**Task item:**
Search the entries below for the word "limit" and copy each line that has it.

**Listed entries:**

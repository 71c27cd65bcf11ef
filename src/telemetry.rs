//! Opt-in subscriber setup for the events `nice-axis` emits.
//!
//! Events, by target:
//! - `nice_axis::core::nice_interval`: `trace` for every interval inside the
//!   bracket window, every refinement step and every candidate tick count;
//!   `debug` for the selected interval with `strategy`, `interval` and
//!   `tick_count` fields.
//! - `nice_axis::core::axis_limits`: `debug` when a zero lower limit cannot
//!   be applied.
//! - `nice_axis::api::axis_tuning`: `debug` for applied updates and no-data
//!   axes; `warn` with an `error` field when an uneven tick gap skips a limit
//!   extension.

/// Filter used when `RUST_LOG` is unset: only skipped adjustments are shown.
pub const DEFAULT_FILTER: &str = "nice_axis=warn";

/// Initializes a compact `tracing` subscriber filtered by `RUST_LOG`, or by
/// [`DEFAULT_FILTER`] when it is unset.
///
/// Returns `false` when the `telemetry` feature is disabled or a global
/// subscriber is already installed.
#[must_use]
pub fn init_default_tracing() -> bool {
    init_tracing_with_filter(DEFAULT_FILTER)
}

/// Same as [`init_default_tracing`] with a caller-provided fallback filter,
/// e.g. `"nice_axis::core=trace"` to follow the interval search.
#[must_use]
pub fn init_tracing_with_filter(fallback: &str) -> bool {
    #[cfg(feature = "telemetry")]
    {
        let filter = tracing_subscriber::EnvFilter::try_from_default_env()
            .unwrap_or_else(|_| tracing_subscriber::EnvFilter::new(fallback));
        return tracing_subscriber::fmt()
            .with_env_filter(filter)
            .with_target(true)
            .compact()
            .try_init()
            .is_ok();
    }

    #[cfg(not(feature = "telemetry"))]
    {
        let _ = fallback;
        false
    }
}

#[cfg(test)]
mod tests {
    use super::{DEFAULT_FILTER, init_tracing_with_filter};

    #[test]
    fn default_filter_targets_this_crate() {
        assert!(DEFAULT_FILTER.starts_with("nice_axis"));
    }

    #[cfg(not(feature = "telemetry"))]
    #[test]
    fn disabled_feature_never_installs_a_subscriber() {
        assert!(!init_tracing_with_filter("nice_axis=trace"));
    }
}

**Solved exercise:**
//! - `nice_axis::core::axis_limits`: `debug` when a zero lower limit cannot
//!   axes; `warn` with an `error` field when an uneven tick gap skips a limit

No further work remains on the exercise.